WHAT YOU WILL DO — Please give again, word for word, the lines that lie between the start of the listing below and the line with "use berth_common::manifest::App;", both included.

INPUT —
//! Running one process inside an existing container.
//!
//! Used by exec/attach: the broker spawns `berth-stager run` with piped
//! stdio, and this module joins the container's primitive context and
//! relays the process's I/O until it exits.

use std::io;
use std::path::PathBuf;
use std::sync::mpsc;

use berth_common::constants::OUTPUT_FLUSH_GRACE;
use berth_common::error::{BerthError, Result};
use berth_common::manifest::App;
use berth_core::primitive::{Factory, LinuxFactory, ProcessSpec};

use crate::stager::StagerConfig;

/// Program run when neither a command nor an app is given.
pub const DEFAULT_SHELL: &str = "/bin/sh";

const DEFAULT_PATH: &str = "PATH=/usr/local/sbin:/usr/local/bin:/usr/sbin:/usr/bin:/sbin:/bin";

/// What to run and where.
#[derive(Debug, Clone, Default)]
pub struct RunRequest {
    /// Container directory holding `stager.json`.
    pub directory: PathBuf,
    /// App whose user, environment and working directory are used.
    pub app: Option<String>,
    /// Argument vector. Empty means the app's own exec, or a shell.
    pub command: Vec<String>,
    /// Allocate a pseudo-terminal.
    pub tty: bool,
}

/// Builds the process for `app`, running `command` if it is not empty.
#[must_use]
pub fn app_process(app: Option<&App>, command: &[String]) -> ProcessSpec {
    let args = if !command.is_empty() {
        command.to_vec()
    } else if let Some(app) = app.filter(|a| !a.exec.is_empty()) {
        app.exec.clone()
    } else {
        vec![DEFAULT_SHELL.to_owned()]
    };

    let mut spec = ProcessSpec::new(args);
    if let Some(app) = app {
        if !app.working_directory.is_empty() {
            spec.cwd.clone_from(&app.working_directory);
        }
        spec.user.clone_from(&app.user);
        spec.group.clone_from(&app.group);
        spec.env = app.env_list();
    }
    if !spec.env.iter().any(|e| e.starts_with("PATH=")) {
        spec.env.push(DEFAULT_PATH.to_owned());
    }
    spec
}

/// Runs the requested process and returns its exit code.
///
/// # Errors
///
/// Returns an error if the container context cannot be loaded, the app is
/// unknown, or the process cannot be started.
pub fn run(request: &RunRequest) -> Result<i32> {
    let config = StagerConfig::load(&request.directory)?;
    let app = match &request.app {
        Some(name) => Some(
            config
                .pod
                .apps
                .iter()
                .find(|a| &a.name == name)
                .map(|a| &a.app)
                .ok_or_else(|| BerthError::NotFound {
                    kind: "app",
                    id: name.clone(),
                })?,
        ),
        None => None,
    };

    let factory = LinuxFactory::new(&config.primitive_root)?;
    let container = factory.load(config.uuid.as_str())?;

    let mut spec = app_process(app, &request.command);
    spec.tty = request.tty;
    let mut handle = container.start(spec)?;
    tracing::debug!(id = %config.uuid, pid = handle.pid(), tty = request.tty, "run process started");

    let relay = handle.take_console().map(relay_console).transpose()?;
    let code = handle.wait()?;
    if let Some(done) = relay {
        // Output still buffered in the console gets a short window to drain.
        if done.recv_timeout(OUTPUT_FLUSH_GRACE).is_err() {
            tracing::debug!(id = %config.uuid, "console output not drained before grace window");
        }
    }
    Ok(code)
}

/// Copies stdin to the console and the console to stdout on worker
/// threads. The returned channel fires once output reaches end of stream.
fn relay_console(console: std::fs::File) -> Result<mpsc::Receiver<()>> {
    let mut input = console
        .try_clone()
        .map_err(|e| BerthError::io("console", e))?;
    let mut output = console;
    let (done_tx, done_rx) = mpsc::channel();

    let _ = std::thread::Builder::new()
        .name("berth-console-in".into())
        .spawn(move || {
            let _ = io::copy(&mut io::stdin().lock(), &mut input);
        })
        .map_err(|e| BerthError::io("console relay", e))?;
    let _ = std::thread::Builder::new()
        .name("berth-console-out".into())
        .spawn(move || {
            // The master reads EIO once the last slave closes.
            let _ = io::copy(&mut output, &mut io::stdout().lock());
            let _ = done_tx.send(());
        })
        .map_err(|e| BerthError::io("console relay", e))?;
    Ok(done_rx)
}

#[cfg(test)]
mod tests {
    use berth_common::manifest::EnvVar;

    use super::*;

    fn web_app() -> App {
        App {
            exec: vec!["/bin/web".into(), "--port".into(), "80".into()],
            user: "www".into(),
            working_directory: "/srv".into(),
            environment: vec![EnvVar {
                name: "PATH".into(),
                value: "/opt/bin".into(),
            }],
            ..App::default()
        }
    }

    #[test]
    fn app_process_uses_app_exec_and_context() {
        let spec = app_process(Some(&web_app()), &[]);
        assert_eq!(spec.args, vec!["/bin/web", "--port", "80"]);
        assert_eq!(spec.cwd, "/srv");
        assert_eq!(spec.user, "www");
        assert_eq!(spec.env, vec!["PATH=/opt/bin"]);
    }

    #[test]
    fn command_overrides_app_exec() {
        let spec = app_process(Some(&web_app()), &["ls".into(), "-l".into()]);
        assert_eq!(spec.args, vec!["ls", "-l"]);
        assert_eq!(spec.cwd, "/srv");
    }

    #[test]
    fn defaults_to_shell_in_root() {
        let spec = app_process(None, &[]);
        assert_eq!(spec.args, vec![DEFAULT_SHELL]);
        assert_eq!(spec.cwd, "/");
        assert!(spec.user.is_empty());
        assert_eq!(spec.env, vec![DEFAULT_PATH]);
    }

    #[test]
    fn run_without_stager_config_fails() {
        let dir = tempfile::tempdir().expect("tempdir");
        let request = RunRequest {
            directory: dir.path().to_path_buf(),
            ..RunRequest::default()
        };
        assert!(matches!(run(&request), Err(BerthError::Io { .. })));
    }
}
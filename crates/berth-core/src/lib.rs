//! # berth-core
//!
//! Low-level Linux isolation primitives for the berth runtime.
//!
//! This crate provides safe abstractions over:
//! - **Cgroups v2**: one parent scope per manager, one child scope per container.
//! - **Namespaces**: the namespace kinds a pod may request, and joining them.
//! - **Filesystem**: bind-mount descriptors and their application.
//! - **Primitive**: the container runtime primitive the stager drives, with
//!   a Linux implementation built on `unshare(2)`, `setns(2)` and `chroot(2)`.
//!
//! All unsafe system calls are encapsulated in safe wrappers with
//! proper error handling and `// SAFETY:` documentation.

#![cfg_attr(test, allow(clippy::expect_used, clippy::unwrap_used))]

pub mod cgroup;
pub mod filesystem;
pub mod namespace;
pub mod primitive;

ANSWER TO THIS TASK —
//! Running one process inside an existing container.
//!
//! Used by exec/attach: the broker spawns `berth-stager run` with piped
//! stdio, and this module joins the container's primitive context and
//! relays the process's I/O until it exits.

use std::io;
use std::path::PathBuf;
use std::sync::mpsc;

use berth_common::constants::OUTPUT_FLUSH_GRACE;
use berth_common::error::{BerthError, Result};
use berth_common::manifest::App;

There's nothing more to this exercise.